DATA ::

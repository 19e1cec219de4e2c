//! Exponential-backoff retry wrapper for outbound E-utilities requests.

use std::future::Future;
use std::time::Duration;

use tracing::warn;

use crate::error::Result;

/// Retry policy applied to every outbound request.
#[derive(Debug, Clone)]
pub struct RetryConfig {
    /// Total number of attempts, including the first. Must be at least 1.
    pub max_attempts: u32,
    /// Wait before the second attempt; doubled after every failed attempt.
    /// Must be greater than zero.
    pub initial_wait: Duration,
}

impl Default for RetryConfig {
    fn default() -> Self {
        Self {
            max_attempts: 3,
            initial_wait: Duration::from_secs(1),
        }
    }
}

/// Run `operation`, retrying failures with pure exponential backoff.
///
/// Any transport-level or non-2xx failure surfaced by `operation` is logged
/// and retried until the attempt budget is spent; the final error is then
/// returned to the caller unchanged. No jitter, no wait cap. A successful
/// response returns immediately and is never retried.
pub(crate) async fn with_retry<T, F, Fut>(
    mut operation: F,
    config: &RetryConfig,
    context: &str,
) -> Result<T>
where
    F: FnMut() -> Fut,
    Fut: Future<Output = Result<T>>,
{
    debug_assert!(config.max_attempts >= 1);
    debug_assert!(config.initial_wait > Duration::ZERO);

    let mut wait = config.initial_wait;
    let mut attempt = 1u32;

    loop {
        match operation().await {
            Ok(value) => return Ok(value),
            Err(err) if attempt < config.max_attempts => {
                warn!(
                    context,
                    attempt,
                    wait_secs = wait.as_secs_f64(),
                    error = %err,
                    "Request failed, retrying"
                );
                tokio::time::sleep(wait).await;
                wait *= 2;
                attempt += 1;
            }
            Err(err) => {
                warn!(context, attempt, error = %err, "Request failed, attempts exhausted");
                return Err(err);
            }
        }
    }
}
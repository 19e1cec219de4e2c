use anyhow::Result;
use rmcp::{
    handler::server::wrapper::Parameters, model::*, tool, tool_handler, tool_router,
    transport::stdio, ServerHandler, ServiceExt,
};
use tracing::info;

mod tools;
use tools::EntrezServer;

#[tool_router]
impl EntrezServer {
    #[tool(
        description = "Search PubMed for articles by keywords and/or journal name. Keywords are OR-combined; a journal restricts results to that journal. Supports sorting by relevance (default), date_desc (newest first), or date_asc (oldest first). Returns full article records including title, authors, abstract, and MeSH keywords."
    )]
    async fn search_pubmed(
        &self,
        params: Parameters<tools::search::SearchRequest>,
    ) -> Result<CallToolResult, ErrorData> {
        tools::search::search_pubmed(self, params).await
    }

    #[tool(
        description = "Look up standardized MeSH (Medical Subject Headings) vocabulary terms matching a word or phrase. Useful for finding the controlled vocabulary form of a clinical concept before searching."
    )]
    async fn get_mesh_terms(
        &self,
        params: Parameters<tools::mesh::MeshRequest>,
    ) -> Result<CallToolResult, ErrorData> {
        tools::mesh::get_mesh_terms(self, params).await
    }

    #[tool(
        description = "Get the total PubMed hit count for each of several search terms without retrieving any articles. Useful for gauging how much literature exists on each topic."
    )]
    async fn get_pubmed_count(
        &self,
        params: Parameters<tools::count::CountRequest>,
    ) -> Result<CallToolResult, ErrorData> {
        tools::count::get_pubmed_count(self, params).await
    }

    #[tool(
        description = "Fetch full structured records (title, abstract, authors, journal, MeSH keywords, DOI) for a list of PubMed IDs."
    )]
    async fn format_paper_details(
        &self,
        params: Parameters<tools::details::DetailsRequest>,
    ) -> Result<CallToolResult, ErrorData> {
        tools::details::format_paper_details(self, params).await
    }

    #[tool(
        description = "Run a PICO (Population, Intervention, Comparison, Outcome) evidence search: counts PubMed hits for each framework element and for their AND-combinations (P+I always; P+I+C, P+I+O, P+I+C+O when the optional elements are given). Population and Intervention terms are required."
    )]
    async fn pico_search(
        &self,
        params: Parameters<tools::pico::PicoRequest>,
    ) -> Result<CallToolResult, ErrorData> {
        tools::pico::pico_search(self, params).await
    }
}

#[tool_handler]
impl ServerHandler for EntrezServer {
    fn get_info(&self) -> ServerInfo {
        ServerInfo {
            protocol_version: ProtocolVersion::V_2024_11_05,
            capabilities: ServerCapabilities::builder().enable_tools().build(),
            server_info: Implementation {
                name: "entrez-mcp".to_string(),
                version: env!("CARGO_PKG_VERSION").to_string(),
                title: None,
                icons: None,
                website_url: None,
            },
            instructions: Some(
                "Entrez MCP Server - Search PubMed, look up MeSH vocabulary, compare hit counts, and run PICO evidence searches.".to_string(),
            ),
        }
    }
}

#[tokio::main]
async fn main() -> Result<()> {
    // Initialize tracing to stderr to avoid interfering with JSON-RPC on stdout
    // MCP protocol uses stdin/stdout for JSON-RPC messages
    tracing_subscriber::fmt()
        .with_writer(std::io::stderr)
        .with_env_filter(
            tracing_subscriber::EnvFilter::try_from_default_env()
                .unwrap_or_else(|_| tracing_subscriber::EnvFilter::new("warn")),
        )
        .init();

    info!("Starting Entrez MCP Server");

    let service = EntrezServer::new().serve(stdio()).await?;
    info!("MCP server initialized, waiting for requests");

    service.waiting().await?;

    Ok(())
}
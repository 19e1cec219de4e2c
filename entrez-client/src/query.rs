//! Boolean query composition for ESearch terms.

use crate::error::{EntrezError, Result};

/// Build the boolean query for a keyword/journal search.
///
/// Keywords are OR-joined inside one parenthesized clause; a journal name
/// becomes a `[Journal]`-restricted clause; the clauses are AND-joined with
/// the keyword clause first. Supplying neither is an error, raised before
/// any request is made.
pub fn build_search_query(keywords: &[String], journal: Option<&str>) -> Result<String> {
    let mut clauses = Vec::new();

    if !keywords.is_empty() {
        clauses.push(format!("({})", keywords.join(" OR ")));
    }

    if let Some(journal) = journal.filter(|j| !j.is_empty()) {
        clauses.push(format!("{}[Journal]", journal));
    }

    if clauses.is_empty() {
        return Err(EntrezError::InvalidQuery(
            "No search parameters provided. Please specify keywords or journal.".to_string(),
        ));
    }

    Ok(clauses.join(" AND "))
}

/// OR-join the terms of one PICO element, each term individually
/// parenthesized and the whole group re-parenthesized.
///
/// Returns an empty string for an empty term list: optional PICO elements
/// contribute nothing rather than failing.
pub fn compose_element(terms: &[String]) -> String {
    if terms.is_empty() {
        return String::new();
    }

    let inner = terms
        .iter()
        .map(|term| format!("({})", term))
        .collect::<Vec<_>>()
        .join(" OR ");

    format!("({})", inner)
}

/// Composed queries for a PICO search: one per present element plus the
/// applicable AND-combinations in fixed P, I, C, O order.
#[derive(Debug, Clone)]
pub struct PicoQueries {
    pub population: String,
    pub intervention: String,
    pub comparison: Option<String>,
    pub outcome: Option<String>,
}

impl PicoQueries {
    /// Compose element queries from raw term lists.
    ///
    /// Population and Intervention are mandatory; Comparison and Outcome are
    /// optional and absent elements never appear in any combination.
    pub fn compose(
        p_terms: &[String],
        i_terms: &[String],
        c_terms: &[String],
        o_terms: &[String],
    ) -> Result<Self> {
        if p_terms.is_empty() || i_terms.is_empty() {
            return Err(EntrezError::InvalidQuery(
                "At least P (Population) and I (Intervention) terms are required.".to_string(),
            ));
        }

        let comparison = (!c_terms.is_empty()).then(|| compose_element(c_terms));
        let outcome = (!o_terms.is_empty()).then(|| compose_element(o_terms));

        Ok(Self {
            population: compose_element(p_terms),
            intervention: compose_element(i_terms),
            comparison,
            outcome,
        })
    }

    /// `P AND I`, always applicable.
    pub fn p_and_i(&self) -> String {
        format!("{} AND {}", self.population, self.intervention)
    }

    /// `P AND I AND C`, only when comparison terms were supplied.
    pub fn p_and_i_and_c(&self) -> Option<String> {
        self.comparison
            .as_ref()
            .map(|c| format!("{} AND {}", self.p_and_i(), c))
    }

    /// `P AND I AND O`, only when outcome terms were supplied.
    pub fn p_and_i_and_o(&self) -> Option<String> {
        self.outcome
            .as_ref()
            .map(|o| format!("{} AND {}", self.p_and_i(), o))
    }

    /// `P AND I AND C AND O`, only when both optional elements were supplied.
    pub fn p_and_i_and_c_and_o(&self) -> Option<String> {
        match (&self.comparison, &self.outcome) {
            (Some(c), Some(o)) => Some(format!("{} AND {} AND {}", self.p_and_i(), c, o)),
            _ => None,
        }
    }
}
/// Accumulated state for the article currently being parsed.
///
/// Scalar fields are `Option` so the first matching element wins; absent
/// fields become the "N/A" sentinel when the record is built.
#[derive(Default)]
struct ArticleState {
    pmid: Option<String>,
    title: Option<String>,
    journal: Option<String>,
    volume: Option<String>,
    issue: Option<String>,
    pages: Option<String>,
    doi: Option<String>,
    year: Option<String>,
    month: Option<String>,
    day: Option<String>,
    abstract_parts: Vec<String>,
    authors: Vec<String>,
    mesh_terms: Vec<String>,
}

impl ArticleState {
    fn into_article(self) -> PubMedArticle {
        let sentinel = || NOT_AVAILABLE.to_string();

        let pmid = self.pmid.unwrap_or_else(sentinel);

        let date_parts: Vec<String> = [self.year, self.month, self.day]
            .into_iter()
            .flatten()
            .filter(|part| !part.is_empty())
            .collect();
        let pub_date = if date_parts.is_empty() {
            sentinel()
        } else {
            date_parts.join("-")
        };

        let abstract_text = if self.abstract_parts.is_empty() {
            sentinel()
        } else {
            self.abstract_parts.join(" ")
        };

        let mut mesh_terms = self.mesh_terms;
        mesh_terms.truncate(MAX_MESH_TERMS);

        PubMedArticle {
            link: format!("https://pubmed.ncbi.nlm.nih.gov/{}/", pmid),
            pmid,
            title: self.title.unwrap_or_else(sentinel),
            authors: self.authors,
            journal: self.journal.unwrap_or_else(sentinel),
            volume: self.volume.unwrap_or_else(sentinel),
            issue: self.issue.unwrap_or_else(sentinel),
            pages: self.pages.unwrap_or_else(sentinel),
            doi: self.doi.unwrap_or_else(sentinel),
            pub_date,
            abstract_text,
            mesh_terms,
        }
    }
}

/// Format the author display name from its components.
///
/// Prefers "Lastname Forename", falls back to "Lastname Initials", then to
/// the bare last name. Entries without a last name produce nothing.
fn format_author_name(last_name: &str, fore_name: &str, initials: &str) -> Option<String> {
    if last_name.is_empty() {
        return None;
    }
    if !fore_name.is_empty() {
        return Some(format!("{} {}", last_name, fore_name));
    }
    if !initials.is_empty() {
        return Some(format!("{} {}", last_name, initials));
    }
    Some(last_name.to_string())
}
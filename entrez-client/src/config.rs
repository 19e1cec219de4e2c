use std::time::Duration;

use crate::retry::RetryConfig;

const DEFAULT_BASE_URL: &str = "https://eutils.ncbi.nlm.nih.gov/entrez/eutils";

/// Configuration for the Entrez client
///
/// Covers the NCBI etiquette parameters (`api_key`, `email`, `tool`), the
/// base URL (overridable for tests), the HTTP timeout, and the retry policy.
#[derive(Debug, Clone)]
pub struct ClientConfig {
    base_url: Option<String>,
    api_key: Option<String>,
    email: Option<String>,
    tool: Option<String>,
    /// HTTP-level timeout handed to the transport
    pub timeout: Duration,
    /// Retry policy applied to every outbound request
    pub retry_config: RetryConfig,
}

impl ClientConfig {
    pub fn new() -> Self {
        Self {
            base_url: None,
            api_key: None,
            email: None,
            tool: None,
            timeout: Duration::from_secs(30),
            retry_config: RetryConfig::default(),
        }
    }

    /// Override the E-utilities base URL (primarily for mocked tests)
    pub fn with_base_url<S: Into<String>>(mut self, base_url: S) -> Self {
        self.base_url = Some(base_url.into());
        self
    }

    /// Set an NCBI API key
    pub fn with_api_key<S: Into<String>>(mut self, api_key: S) -> Self {
        self.api_key = Some(api_key.into());
        self
    }

    /// Set the contact email sent with every request
    pub fn with_email<S: Into<String>>(mut self, email: S) -> Self {
        self.email = Some(email.into());
        self
    }

    /// Set the tool name sent with every request
    pub fn with_tool<S: Into<String>>(mut self, tool: S) -> Self {
        self.tool = Some(tool.into());
        self
    }

    /// Replace the retry policy
    pub fn with_retry_config(mut self, retry_config: RetryConfig) -> Self {
        self.retry_config = retry_config;
        self
    }

    /// Set the HTTP timeout
    pub fn with_timeout(mut self, timeout: Duration) -> Self {
        self.timeout = timeout;
        self
    }

    pub fn effective_base_url(&self) -> &str {
        self.base_url.as_deref().unwrap_or(DEFAULT_BASE_URL)
    }

    pub fn effective_user_agent(&self) -> String {
        format!("entrez-client/{}", env!("CARGO_PKG_VERSION"))
    }

    /// Build the API parameters (api_key, email, tool) appended to every URL
    pub fn build_api_params(&self) -> Vec<(String, String)> {
        let mut params = Vec::new();

        if let Some(api_key) = &self.api_key {
            params.push(("api_key".to_string(), api_key.clone()));
        }
        if let Some(email) = &self.email {
            params.push(("email".to_string(), email.clone()));
        }
        if let Some(tool) = &self.tool {
            params.push(("tool".to_string(), tool.clone()));
        }

        params
    }
}

impl Default for ClientConfig {
    fn default() -> Self {
        Self::new()
    }
}
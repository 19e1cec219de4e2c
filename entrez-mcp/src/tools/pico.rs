//! PICO combinatorial evidence search tool

use rmcp::{handler::server::wrapper::Parameters, model::*, schemars};
use serde::{Deserialize, Serialize};
use tracing::{info, warn};

use entrez_client::{PicoOutcome, TermCount};

/// PICO request parameters
#[derive(Debug, Deserialize, schemars::JsonSchema)]
pub struct PicoRequest {
    #[schemars(description = "Population terms (required, e.g., ['adults with type 2 diabetes'])")]
    pub p_terms: Option<Vec<String>>,

    #[schemars(description = "Intervention terms (required, e.g., ['metformin'])")]
    pub i_terms: Option<Vec<String>>,

    #[schemars(description = "Comparison terms (optional, e.g., ['placebo'])")]
    pub c_terms: Option<Vec<String>>,

    #[schemars(description = "Outcome terms (optional, e.g., ['hba1c reduction'])")]
    pub o_terms: Option<Vec<String>>,
}

#[derive(Debug, Serialize)]
struct PicoResponse {
    success: bool,
    #[serde(skip_serializing_if = "Option::is_none")]
    error: Option<String>,
    results: serde_json::Value,
}

#[derive(Debug, Serialize)]
struct PicoResults {
    individual: IndividualCounts,
    combinations: CombinationCounts,
}

#[derive(Debug, Serialize)]
struct IndividualCounts {
    #[serde(rename = "P")]
    population: TermCount,
    #[serde(rename = "I")]
    intervention: TermCount,
    #[serde(rename = "C", skip_serializing_if = "Option::is_none")]
    comparison: Option<TermCount>,
    #[serde(rename = "O", skip_serializing_if = "Option::is_none")]
    outcome: Option<TermCount>,
}

#[derive(Debug, Serialize)]
struct CombinationCounts {
    #[serde(rename = "P_AND_I")]
    p_and_i: TermCount,
    #[serde(rename = "P_AND_I_AND_C", skip_serializing_if = "Option::is_none")]
    p_and_i_and_c: Option<TermCount>,
    #[serde(rename = "P_AND_I_AND_O", skip_serializing_if = "Option::is_none")]
    p_and_i_and_o: Option<TermCount>,
    #[serde(rename = "P_AND_I_AND_C_AND_O", skip_serializing_if = "Option::is_none")]
    p_and_i_and_c_and_o: Option<TermCount>,
}

impl From<PicoOutcome> for PicoResults {
    fn from(outcome: PicoOutcome) -> Self {
        Self {
            individual: IndividualCounts {
                population: outcome.population,
                intervention: outcome.intervention,
                comparison: outcome.comparison,
                outcome: outcome.outcome,
            },
            combinations: CombinationCounts {
                p_and_i: outcome.combinations.p_and_i,
                p_and_i_and_c: outcome.combinations.p_and_i_and_c,
                p_and_i_and_o: outcome.combinations.p_and_i_and_o,
                p_and_i_and_c_and_o: outcome.combinations.p_and_i_and_c_and_o,
            },
        }
    }
}

/// Run combinatorial hit counts over PICO framework terms
pub async fn pico_search(
    server: &super::EntrezServer,
    Parameters(params): Parameters<PicoRequest>,
) -> Result<CallToolResult, ErrorData> {
    let p_terms = params.p_terms.unwrap_or_default();
    let i_terms = params.i_terms.unwrap_or_default();
    let c_terms = params.c_terms.unwrap_or_default();
    let o_terms = params.o_terms.unwrap_or_default();

    info!(
        p = ?p_terms,
        i = ?i_terms,
        c = ?c_terms,
        o = ?o_terms,
        "Running PICO search"
    );

    let response = match server
        .client
        .pico_counts(&p_terms, &i_terms, &c_terms, &o_terms)
        .await
    {
        Ok(outcome) => {
            let results = serde_json::to_value(PicoResults::from(outcome)).map_err(|e| {
                ErrorData {
                    code: ErrorCode(-32603),
                    message: std::borrow::Cow::from(format!(
                        "Failed to serialize response: {}",
                        e
                    )),
                    data: None,
                }
            })?;
            PicoResponse {
                success: true,
                error: None,
                results,
            }
        }
        Err(e) => {
            warn!(error = %e, "PICO search failed");
            PicoResponse {
                success: false,
                error: Some(e.to_string()),
                results: serde_json::Value::Object(Default::default()),
            }
        }
    };

    let json = serde_json::to_string_pretty(&response).map_err(|e| ErrorData {
        code: ErrorCode(-32603),
        message: std::borrow::Cow::from(format!("Failed to serialize response: {}", e)),
        data: None,
    })?;

    Ok(CallToolResult::success(vec![Content::text(json)]))
}
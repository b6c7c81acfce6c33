//! Structured logging for engine diagnostics
//!
//! One log line = one event, emitted synchronously with no buffering. Lines
//! are JSON objects with deterministic (alphabetical) key ordering so log
//! output is stable across runs.

mod logger;

pub use logger::{Logger, Severity};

INSTRUCTIONS FOR THE TASK ::
Pull each line containing the word "transport" out of the data above.

ANSWER FOR THE TASK ::
/// Any transport-level or non-2xx failure surfaced by `operation` is logged
    transport::stdio, ServerHandler, ServiceExt,
    /// HTTP-level timeout handed to the transport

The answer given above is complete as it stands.